The minimum follow-up was 2 months. Toxicity data were available from all patients and no mortality was observed within the first 2 months after treatment.
statistical analysis
The following parameters that potentially could affect the incidence and the severity of acute dysphagia were investigated: age, gender, total equivalent radiation dose, overall treatment time of the chest radiotherapy, the irradiated esophageal volume, the maximal esophageal dose, the mean esophageal dose, the nadir of the neutrophilic granulocytes during chest radiotherapy, the delivery of chemotherapy or not, sequential chemotherapy and radiotherapy or concurrent chemoradiation and the delivery of radiotherapy QD or b.i.d. The five treatment groups mentioned above were compared in terms of dysphagia score and hematological toxicity score using Wilcoxon's signed-rank test. Two-tailed P values <0.05 were considered statistically significant.

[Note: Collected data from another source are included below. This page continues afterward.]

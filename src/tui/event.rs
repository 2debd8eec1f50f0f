use std::time::Duration;

use crossterm::event::{self, Event, KeyCode, KeyEvent, KeyEventKind, KeyModifiers};
use log::{debug, warn};

use crate::core::action::Action;

/// TUI-specific input events
#[derive(Debug, Clone, PartialEq, Eq)]
pub enum TuiEvent {
    ForceQuit, // Ctrl+C, raw mode swallows SIGINT
    Up,
    Down,
    Submit,
    Escape,
    Tab,
    Backspace,
    InputChar(char),
    Resize,
}

impl TuiEvent {
    /// The core action for this event. Resize only needs a redraw.
    pub fn to_action(&self) -> Option<Action> {
        match self {
            TuiEvent::ForceQuit => Some(Action::Interrupt),
            TuiEvent::Up => Some(Action::Up),
            TuiEvent::Down => Some(Action::Down),
            TuiEvent::Submit => Some(Action::Confirm),
            TuiEvent::Escape => Some(Action::Back),
            TuiEvent::Tab => Some(Action::Skip),
            TuiEvent::Backspace => Some(Action::Backspace),
            TuiEvent::InputChar(c) => Some(Action::Type(*c)),
            TuiEvent::Resize => None,
        }
    }
}

/// Poll for an event without blocking (returns immediately)
pub fn poll_event_immediate() -> Option<TuiEvent> {
    poll_event_timeout(Duration::ZERO)
}

/// Poll for an event, blocking up to `timeout`.
pub fn poll_event_timeout(timeout: Duration) -> Option<TuiEvent> {
    match event::poll(timeout) {
        Ok(true) => {}
        Ok(false) => return None,
        Err(e) => {
            warn!("Event poll failed: {}", e);
            return None;
        }
    }
    match event::read() {
        Ok(event) => translate(event),
        Err(e) => {
            warn!("Event read failed: {}", e);
            None
        }
    }
}

pub fn translate(event: Event) -> Option<TuiEvent> {
    match event {
        Event::Key(key_event) => translate_key(key_event),
        Event::Resize(_, _) => Some(TuiEvent::Resize),
        _ => None,
    }
}

fn translate_key(key_event: KeyEvent) -> Option<TuiEvent> {
    if key_event.kind != KeyEventKind::Press {
        return None;
    }
    debug!(
        "Key event: {:?} with modifiers {:?}",
        key_event.code, key_event.modifiers
    );
    let ctrl = key_event.modifiers.contains(KeyModifiers::CONTROL);
    match key_event.code {
        KeyCode::Char('c') if ctrl => Some(TuiEvent::ForceQuit),
        KeyCode::Char(_) if ctrl => None,
        KeyCode::Char(c) => Some(TuiEvent::InputChar(c)),
        KeyCode::Backspace => Some(TuiEvent::Backspace),
        KeyCode::Enter => Some(TuiEvent::Submit),
        KeyCode::Esc => Some(TuiEvent::Escape),
        KeyCode::Tab => Some(TuiEvent::Tab),
        KeyCode::Up => Some(TuiEvent::Up),
        KeyCode::Down => Some(TuiEvent::Down),
        _ => None,
    }
}

#[cfg(test)]
mod tests {
    use super::*;

    fn key(code: KeyCode, modifiers: KeyModifiers) -> Event {
        Event::Key(KeyEvent::new(code, modifiers))
    }

    #[test]
    fn test_ctrl_c_is_force_quit() {
        let event = translate(key(KeyCode::Char('c'), KeyModifiers::CONTROL));
        assert_eq!(event, Some(TuiEvent::ForceQuit));
        assert_eq!(event.unwrap().to_action(), Some(Action::Interrupt));
    }

    #[test]
    fn test_other_ctrl_chars_are_ignored() {
        assert_eq!(translate(key(KeyCode::Char('r'), KeyModifiers::CONTROL)), None);
    }

    #[test]
    fn test_shifted_chars_are_typed() {
        assert_eq!(
            translate(key(KeyCode::Char('X'), KeyModifiers::SHIFT)),
            Some(TuiEvent::InputChar('X'))
        );
    }

    #[test]
    fn test_key_mapping() {
        assert_eq!(
            translate(key(KeyCode::Tab, KeyModifiers::NONE)).and_then(|e| e.to_action()),
            Some(Action::Skip)
        );
        assert_eq!(
            translate(key(KeyCode::Esc, KeyModifiers::NONE)).and_then(|e| e.to_action()),
            Some(Action::Back)
        );
        assert_eq!(translate(Event::Resize(80, 24)), Some(TuiEvent::Resize));
        assert_eq!(TuiEvent::Resize.to_action(), None);
    }

    #[test]
    fn test_key_release_is_ignored() {
        let mut release = KeyEvent::new(KeyCode::Char('a'), KeyModifiers::NONE);
        release.kind = KeyEventKind::Release;
        assert_eq!(translate(Event::Key(release)), None);
    }
}
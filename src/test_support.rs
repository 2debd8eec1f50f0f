//! Test utilities shared across the crate.
//!
//! This module is only compiled during tests (`#[cfg(test)]`).

use std::sync::Arc;

use crate::core::sentences::{SentenceCatalog, SentenceSource};
use crate::core::state::App;

/// Seed used by every test source, so generated text is reproducible.
pub const TEST_SEED: u64 = 0xD7;

/// A sentence source over the builtin catalog with a fixed seed.
pub fn test_sentences() -> SentenceSource {
    SentenceSource::with_seed(Arc::new(SentenceCatalog::builtin()), TEST_SEED)
}

/// Creates a test App in the language menu.
pub fn test_app() -> App {
    App::new(test_sentences(), "Running command".to_string())
}
//! # Typing Session
//!
//! The active exercise: the target sentence, what has been typed against it,
//! and the running counters for the whole round.
//!
//! ```text
//! Session
//! ├── target: "let x = 5"
//! ├── chars: [CharState; 9]   // typed / correct per position
//! ├── input: "let "           // never longer than target
//! └── stats: Stats            // keystrokes, errors, words, start time
//! ```
//!
//! Correctness is decided when a character is typed and stays fixed until
//! that same position is backspaced. Errors are counted per keystroke, so
//! fixing a typo does not erase it from the accuracy figure.

use std::fmt;
use std::time::{Duration, Instant};

use crate::core::sentences::Language;

#[derive(Debug, Clone, Copy, PartialEq, Eq)]
pub struct CharState {
    pub ch: char,
    pub typed: bool,
    pub correct: bool,
}

/// Counters accumulated over every sentence of a round.
#[derive(Debug, Clone)]
pub struct Stats {
    pub started: Instant,
    pub words_typed: usize,
    pub keystrokes: usize,
    pub errors: usize,
}

impl Stats {
    pub fn new() -> Self {
        Self {
            started: Instant::now(),
            words_typed: 0,
            keystrokes: 0,
            errors: 0,
        }
    }

    pub fn elapsed(&self) -> Duration {
        self.started.elapsed()
    }

    /// Words per minute over `elapsed`.
    pub fn wpm_over(&self, elapsed: Duration) -> f64 {
        let minutes = elapsed.as_secs_f64() / 60.0;
        if minutes <= 0.0 {
            return 0.0;
        }
        self.words_typed as f64 / minutes
    }

    pub fn wpm(&self) -> f64 {
        self.wpm_over(self.elapsed())
    }

    /// Percentage of keystrokes that were correct; 100 before any typing.
    pub fn accuracy(&self) -> f64 {
        if self.keystrokes == 0 {
            return 100.0;
        }
        (self.keystrokes - self.errors) as f64 / self.keystrokes as f64 * 100.0
    }
}

impl Default for Stats {
    fn default() -> Self {
        Self::new()
    }
}

#[derive(Debug, Clone)]
pub struct Session {
    target: String,
    chars: Vec<CharState>,
    input: String,
    stats: Stats,
}

impl Session {
    pub fn new(target: String) -> Self {
        let mut session = Self {
            target: String::new(),
            chars: Vec::new(),
            input: String::new(),
            stats: Stats::new(),
        };
        session.next_sentence(target);
        session
    }

    pub fn target(&self) -> &str {
        &self.target
    }

    pub fn chars(&self) -> &[CharState] {
        &self.chars
    }

    pub fn input(&self) -> &str {
        &self.input
    }

    pub fn stats(&self) -> &Stats {
        &self.stats
    }

    /// Number of characters typed against the current target.
    pub fn typed_len(&self) -> usize {
        self.chars.iter().take_while(|c| c.typed).count()
    }

    /// Type one character. Ignored once the whole target has been typed.
    pub fn type_char(&mut self, ch: char) -> bool {
        let pos = self.typed_len();
        let Some(state) = self.chars.get_mut(pos) else {
            return false;
        };

        state.typed = true;
        state.correct = state.ch == ch;
        self.input.push(ch);
        self.stats.keystrokes += 1;
        if !state.correct {
            self.stats.errors += 1;
        }
        true
    }

    /// Remove the last typed character and clear its correctness.
    pub fn backspace(&mut self) -> bool {
        let pos = self.typed_len();
        if pos == 0 {
            return false;
        }
        let state = &mut self.chars[pos - 1];
        state.typed = false;
        state.correct = false;
        self.input.pop();
        true
    }

    /// Check the input against the target. On an exact match the word
    /// counter grows by the number of words in the target.
    pub fn confirm(&mut self) -> bool {
        if self.input != self.target {
            return false;
        }
        self.stats.words_typed += self.target.split_whitespace().count();
        true
    }

    /// Replace the target, keeping the round's counters.
    pub fn next_sentence(&mut self, target: String) {
        self.chars = target
            .chars()
            .map(|ch| CharState {
                ch,
                typed: false,
                correct: false,
            })
            .collect();
        self.input.clear();
        self.target = target;
    }

    pub fn results(&self, language: Language) -> Results {
        let elapsed = self.stats.elapsed();
        Results {
            language,
            duration: elapsed,
            wpm: self.stats.wpm_over(elapsed),
            accuracy: self.stats.accuracy(),
            words_typed: self.stats.words_typed,
            total_errors: self.stats.errors,
        }
    }
}

/// Summary of a finished round.
#[derive(Debug, Clone, PartialEq)]
pub struct Results {
    pub language: Language,
    pub duration: Duration,
    pub wpm: f64,
    pub accuracy: f64,
    pub words_typed: usize,
    pub total_errors: usize,
}

impl fmt::Display for Results {
    fn fmt(&self, f: &mut fmt::Formatter<'_>) -> fmt::Result {
        let border = "=".repeat(50);
        writeln!(f, "{border}")?;
        writeln!(f, "DevTyper Results")?;
        writeln!(f, "{border}")?;
        writeln!(f, "Language: {}", self.language.label().to_uppercase())?;
        writeln!(f, "Duration: {} seconds", self.duration.as_secs())?;
        writeln!(f, "Words per minute: {:.1}", self.wpm)?;
        writeln!(f, "Accuracy: {:.1}%", self.accuracy)?;
        writeln!(f, "Total words typed: {}", self.words_typed)?;
        writeln!(f, "Total errors: {}", self.total_errors)?;
        write!(f, "{border}")
    }
}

A multivariate ordinal regression was carried out to analyze the dependence of the maximum grade of dysphagia on the parameters mentioned above. The use of this method for analysis of graded toxicity data has been discussed previously [24]. Briefly, grade of dysphagia is an ordinal variable, i.e. higher grades correspond to more severe side-effects. No numerical relationship is, however, assumed between these ordered categories. Using the ordinal outcome instead of reducing this outcome to a binary response improves the statistical power. In this case the proportional odds model (PLUM, SPSS version 11.5) was used. This model assumes that the odds ratio for each predictor is constant across all possible collapsing of the response variable. The test of parallel lines was used to check if this assumption was met. A stepwise backward procedure was used to eliminate variables from the model if the P value was 
0.05. Calibration plots were made to assess the performance of the model. Ratios for several coefficients were calculated to estimate how a change in one covariate could be compensated by a corresponding change in another. The confidence interval (CI) for a ratio of parameter estimates was calculated using Fieller's method. Statistical tests were carried out with SPSS 11.5 and 14.0 for windows; graphs were made with Origin 7.5.
ethics
According to Dutch and Belgian law and regulations of the Medical Ethical Committees, no informed consent was required for this study.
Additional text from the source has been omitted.